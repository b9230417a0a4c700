//! Shared data models for the courtside realtime hubs and REST payloads.
//!
//! Field names follow the backend's camelCase JSON.

use chrono::{DateTime, Utc};
use serde::{Deserialize, Serialize};

// --- Teams & positions ---

#[derive(Debug, Clone, Serialize, Deserialize, PartialEq)]
#[serde(rename_all = "camelCase")]
pub struct PositionHolder {
    pub participant_id: String,
    pub user_id: String,
    #[serde(default)]
    pub display_name: Option<String>,
}

#[derive(Debug, Clone, Serialize, Deserialize, PartialEq)]
#[serde(rename_all = "camelCase")]
pub struct Position {
    pub id: String,
    pub team_id: String,
    #[serde(default)]
    pub event_id: Option<String>,
    pub name: String,
    #[serde(default)]
    pub holder: Option<PositionHolder>,
    #[serde(default)]
    pub updated_at: Option<DateTime<Utc>>,
}

impl Position {
    pub fn is_taken(&self) -> bool {
        self.holder.is_some()
    }

    pub fn is_held_by(&self, user_id: &str) -> bool {
        self.holder.as_ref().is_some_and(|h| h.user_id == user_id)
    }
}

// --- Payments ---

#[derive(Debug, Clone, Serialize, Deserialize, PartialEq)]
#[serde(rename_all = "camelCase")]
pub struct ParticipantPayment {
    pub participant_id: String,
    pub user_id: String,
    #[serde(default)]
    pub team_id: Option<String>,
    /// Amount due in minor units (pence, cents).
    pub amount: i64,
    #[serde(default)]
    pub currency: Option<String>,
    #[serde(default)]
    pub paid: bool,
    #[serde(default)]
    pub paid_at: Option<DateTime<Utc>>,
}

impl ParticipantPayment {
    /// Push notifications may omit the payment time, so either field counts.
    pub fn is_paid(&self) -> bool {
        self.paid || self.paid_at.is_some()
    }
}

// --- Messaging ---

/// Delivery state of a message as seen by this client.
#[derive(Debug, Clone, Copy, Default, Serialize, Deserialize, PartialEq, Eq)]
#[serde(rename_all = "camelCase")]
pub enum DeliveryState {
    Sending,
    #[default]
    Sent,
    Failed,
}

/// A chat message. Pushed messages carry `sentAt` and may name the sender
/// only through a nested `sender` profile; both shapes are accepted.
#[derive(Debug, Clone, Serialize, Deserialize, PartialEq)]
#[serde(rename_all = "camelCase", try_from = "ChatMessageWire")]
pub struct ChatMessage {
    pub id: String,
    pub chat_id: String,
    pub sender_id: String,
    pub content: String,
    pub created_at: DateTime<Utc>,
    /// Client-generated ID while the message is not yet confirmed.
    #[serde(default, skip_serializing_if = "Option::is_none")]
    pub optimistic_id: Option<String>,
    #[serde(default)]
    pub delivery: DeliveryState,
}

#[derive(Deserialize)]
struct MessageSender {
    id: String,
}

#[derive(Deserialize)]
#[serde(rename_all = "camelCase")]
struct ChatMessageWire {
    id: String,
    chat_id: String,
    #[serde(default)]
    sender_id: Option<String>,
    #[serde(default)]
    sender: Option<MessageSender>,
    content: String,
    #[serde(alias = "sentAt")]
    created_at: DateTime<Utc>,
    #[serde(default)]
    optimistic_id: Option<String>,
    #[serde(default)]
    delivery: DeliveryState,
}

impl TryFrom<ChatMessageWire> for ChatMessage {
    type Error = String;

    fn try_from(wire: ChatMessageWire) -> Result<Self, Self::Error> {
        let sender_id = wire
            .sender_id
            .or_else(|| wire.sender.map(|sender| sender.id))
            .ok_or_else(|| "missing field `senderId`".to_string())?;
        Ok(Self {
            id: wire.id,
            chat_id: wire.chat_id,
            sender_id,
            content: wire.content,
            created_at: wire.created_at,
            optimistic_id: wire.optimistic_id,
            delivery: wire.delivery,
        })
    }
}

#[derive(Debug, Clone, Serialize, Deserialize, PartialEq)]
#[serde(rename_all = "camelCase")]
pub struct Chat {
    pub id: String,
    #[serde(default)]
    pub title: Option<String>,
    #[serde(default)]
    pub participant_ids: Vec<String>,
    #[serde(default)]
    pub last_message_at: Option<DateTime<Utc>>,
    #[serde(default)]
    pub unread_count: u32,
}

/// Generate a fresh client-side ID for an optimistic record.
pub fn new_optimistic_id() -> String {
    format!("tmp-{}", uuid::Uuid::new_v4())
}

// --- Evaluations ---

#[derive(Debug, Clone, Copy, Serialize, Deserialize, PartialEq, Eq)]
pub enum EvaluationSessionStatus {
    Draft,
    Running,
    Paused,
    Completed,
}

#[derive(Debug, Clone, Copy, Serialize, Deserialize, PartialEq, Eq)]
pub enum EvaluationScoreStatus {
    Pending,
    Scored,
}

#[derive(Debug, Clone, Serialize, Deserialize, PartialEq)]
#[serde(rename_all = "camelCase")]
pub struct MetricScoreValue {
    pub metric_id: String,
    pub value: f64,
    #[serde(default)]
    pub notes: Option<String>,
}

#[derive(Debug, Clone, Serialize, Deserialize, PartialEq)]
#[serde(rename_all = "camelCase")]
pub struct PlayerExerciseScore {
    pub id: String,
    pub session_id: String,
    pub player_id: String,
    pub exercise_id: String,
    #[serde(default)]
    pub evaluator_user_id: Option<String>,
    pub status: EvaluationScoreStatus,
    #[serde(default)]
    pub scored_at: Option<DateTime<Utc>>,
    #[serde(default)]
    pub metric_scores: Vec<MetricScoreValue>,
}

#[derive(Debug, Clone, Serialize, Deserialize, PartialEq)]
#[serde(rename_all = "camelCase")]
pub struct GroupProgress {
    pub group_id: String,
    pub group_name: String,
    #[serde(default)]
    pub evaluator_user_id: Option<String>,
    #[serde(default)]
    pub evaluator_name: Option<String>,
    #[serde(default)]
    pub current_exercise_name: Option<String>,
    pub players_scored: u32,
    pub total_players: u32,
    pub exercises_completed: u32,
    pub total_exercises: u32,
}

#[derive(Debug, Clone, Serialize, Deserialize, PartialEq)]
#[serde(rename_all = "camelCase")]
pub struct SessionProgress {
    pub session_id: String,
    pub status: EvaluationSessionStatus,
    pub total_players: u32,
    pub total_exercises: u32,
    pub total_scored: u32,
    pub total_possible: u32,
    pub overall_progress: f64,
    #[serde(default)]
    pub groups: Vec<GroupProgress>,
}

// --- Notifications ---

#[derive(Debug, Clone, Serialize, Deserialize, PartialEq)]
#[serde(rename_all = "camelCase")]
pub struct Notification {
    pub id: String,
    #[serde(rename = "type")]
    pub kind: String,
    pub title: String,
    #[serde(default)]
    pub body: Option<String>,
    #[serde(default)]
    pub link: Option<String>,
    pub created_at: DateTime<Utc>,
    #[serde(default)]
    pub read_at: Option<DateTime<Utc>>,
}

impl Notification {
    pub fn is_read(&self) -> bool {
        self.read_at.is_some()
    }
}

#[derive(Debug, Clone, Serialize, Deserialize, PartialEq)]
#[serde(rename_all = "camelCase")]
pub struct UnreadCount {
    pub unread_count: u32,
}

// --- Family / guardians ---

#[derive(Debug, Clone, Serialize, Deserialize, PartialEq)]
#[serde(rename_all = "camelCase")]
pub struct FamilyMember {
    pub user_id: String,
    pub display_name: String,
    #[serde(default)]
    pub consent_granted: bool,
    #[serde(default)]
    pub consent_granted_at: Option<DateTime<Utc>>,
}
··········
Work required: All of the data should be retyped exactly.

Exercise output:
repository b9230417a0a4c700
//! Shared data models for the courtside realtime hubs and REST payloads.
//!
//! Field names follow the backend's camelCase JSON.

use chrono::{DateTime, Utc};
use serde::{Deserialize, Serialize};

// --- Teams & positions ---

#[derive(Debug, Clone, Serialize, Deserialize, PartialEq)]
#[serde(rename_all = "camelCase")]
pub struct PositionHolder {
    pub participant_id: String,
    pub user_id: String,
    #[serde(default)]
    pub display_name: Option<String>,
}

#[derive(Debug, Clone, Serialize, Deserialize, PartialEq)]
#[serde(rename_all = "camelCase")]
pub struct Position {
    pub id: String,
    pub team_id: String,
    #[serde(default)]
    pub event_id: Option<String>,
    pub name: String,
    #[serde(default)]
    pub holder: Option<PositionHolder>,
    #[serde(default)]
    pub updated_at: Option<DateTime<Utc>>,
}

impl Position {
    pub fn is_taken(&self) -> bool {
        self.holder.is_some()
    }

    pub fn is_held_by(&self, user_id: &str) -> bool {
        self.holder.as_ref().is_some_and(|h| h.user_id == user_id)
    }
}

// --- Payments ---

#[derive(Debug, Clone, Serialize, Deserialize, PartialEq)]
#[serde(rename_all = "camelCase")]
pub struct ParticipantPayment {
    pub participant_id: String,
    pub user_id: String,
    #[serde(default)]
    pub team_id: Option<String>,
    /// Amount due in minor units (pence, cents).
    pub amount: i64,
    #[serde(default)]
    pub currency: Option<String>,
    #[serde(default)]
    pub paid: bool,
    #[serde(default)]
    pub paid_at: Option<DateTime<Utc>>,
}

impl ParticipantPayment {
    /// Push notifications may omit the payment time, so either field counts.
    pub fn is_paid(&self) -> bool {
        self.paid || self.paid_at.is_some()
    }
}

// --- Messaging ---

/// Delivery state of a message as seen by this client.
#[derive(Debug, Clone, Copy, Default, Serialize, Deserialize, PartialEq, Eq)]
#[serde(rename_all = "camelCase")]
pub enum DeliveryState {
    Sending,
    #[default]
    Sent,
    Failed,
}

/// A chat message. Pushed messages carry `sentAt` and may name the sender
/// only through a nested `sender` profile; both shapes are accepted.
#[derive(Debug, Clone, Serialize, Deserialize, PartialEq)]
#[serde(rename_all = "camelCase", try_from = "ChatMessageWire")]
pub struct ChatMessage {
    pub id: String,
    pub chat_id: String,
    pub sender_id: String,
    pub content: String,
    pub created_at: DateTime<Utc>,
    /// Client-generated ID while the message is not yet confirmed.
    #[serde(default, skip_serializing_if = "Option::is_none")]
    pub optimistic_id: Option<String>,
    #[serde(default)]
    pub delivery: DeliveryState,
}

#[derive(Deserialize)]
struct MessageSender {
    id: String,
}

#[derive(Deserialize)]
#[serde(rename_all = "camelCase")]
struct ChatMessageWire {
    id: String,
    chat_id: String,
    #[serde(default)]
    sender_id: Option<String>,
    #[serde(default)]
    sender: Option<MessageSender>,
    content: String,
    #[serde(alias = "sentAt")]
    created_at: DateTime<Utc>,
    #[serde(default)]
    optimistic_id: Option<String>,
    #[serde(default)]
    delivery: DeliveryState,
}

impl TryFrom<ChatMessageWire> for ChatMessage {
    type Error = String;

    fn try_from(wire: ChatMessageWire) -> Result<Self, Self::Error> {
        let sender_id = wire
            .sender_id
            .or_else(|| wire.sender.map(|sender| sender.id))
            .ok_or_else(|| "missing field `senderId`".to_string())?;
        Ok(Self {
            id: wire.id,
            chat_id: wire.chat_id,
            sender_id,
            content: wire.content,
            created_at: wire.created_at,
            optimistic_id: wire.optimistic_id,
            delivery: wire.delivery,
        })
    }
}

#[derive(Debug, Clone, Serialize, Deserialize, PartialEq)]
#[serde(rename_all = "camelCase")]
pub struct Chat {
    pub id: String,
    #[serde(default)]
    pub title: Option<String>,
    #[serde(default)]
    pub participant_ids: Vec<String>,
    #[serde(default)]
    pub last_message_at: Option<DateTime<Utc>>,
    #[serde(default)]
    pub unread_count: u32,
}

/// Generate a fresh client-side ID for an optimistic record.
pub fn new_optimistic_id() -> String {
    format!("tmp-{}", uuid::Uuid::new_v4())
}

// --- Evaluations ---

#[derive(Debug, Clone, Copy, Serialize, Deserialize, PartialEq, Eq)]
pub enum EvaluationSessionStatus {
    Draft,
    Running,
    Paused,
    Completed,
}

#[derive(Debug, Clone, Copy, Serialize, Deserialize, PartialEq, Eq)]
pub enum EvaluationScoreStatus {
    Pending,
    Scored,
}

#[derive(Debug, Clone, Serialize, Deserialize, PartialEq)]
#[serde(rename_all = "camelCase")]
pub struct MetricScoreValue {
    pub metric_id: String,
    pub value: f64,
    #[serde(default)]
    pub notes: Option<String>,
}

#[derive(Debug, Clone, Serialize, Deserialize, PartialEq)]
#[serde(rename_all = "camelCase")]
pub struct PlayerExerciseScore {
    pub id: String,
    pub session_id: String,
    pub player_id: String,
    pub exercise_id: String,
    #[serde(default)]
    pub evaluator_user_id: Option<String>,
    pub status: EvaluationScoreStatus,
    #[serde(default)]
    pub scored_at: Option<DateTime<Utc>>,
    #[serde(default)]
    pub metric_scores: Vec<MetricScoreValue>,
}

#[derive(Debug, Clone, Serialize, Deserialize, PartialEq)]
#[serde(rename_all = "camelCase")]
pub struct GroupProgress {
    pub group_id: String,
    pub group_name: String,
    #[serde(default)]
    pub evaluator_user_id: Option<String>,
    #[serde(default)]
    pub evaluator_name: Option<String>,
    #[serde(default)]
    pub current_exercise_name: Option<String>,
    pub players_scored: u32,
    pub total_players: u32,
    pub exercises_completed: u32,
    pub total_exercises: u32,
}

#[derive(Debug, Clone, Serialize, Deserialize, PartialEq)]
#[serde(rename_all = "camelCase")]
pub struct SessionProgress {
    pub session_id: String,
    pub status: EvaluationSessionStatus,
    pub total_players: u32,
    pub total_exercises: u32,
    pub total_scored: u32,
    pub total_possible: u32,
    pub overall_progress: f64,
    #[serde(default)]
    pub groups: Vec<GroupProgress>,
}

// --- Notifications ---

#[derive(Debug, Clone, Serialize, Deserialize, PartialEq)]
#[serde(rename_all = "camelCase")]
pub struct Notification {
    pub id: String,
    #[serde(rename = "type")]
    pub kind: String,
    pub title: String,
    #[serde(default)]
    pub body: Option<String>,
    #[serde(default)]
    pub link: Option<String>,
    pub created_at: DateTime<Utc>,
    #[serde(default)]
    pub read_at: Option<DateTime<Utc>>,
}

impl Notification {
    pub fn is_read(&self) -> bool {
        self.read_at.is_some()
    }
}

#[derive(Debug, Clone, Serialize, Deserialize, PartialEq)]
#[serde(rename_all = "camelCase")]
pub struct UnreadCount {
    pub unread_count: u32,
}

// --- Family / guardians ---

#[derive(Debug, Clone, Serialize, Deserialize, PartialEq)]
#[serde(rename_all = "camelCase")]
pub struct FamilyMember {
    pub user_id: String,
    pub display_name: String,
    #[serde(default)]
    pub consent_granted: bool,
    #[serde(default)]
    pub consent_granted_at: Option<DateTime<Utc>>,
}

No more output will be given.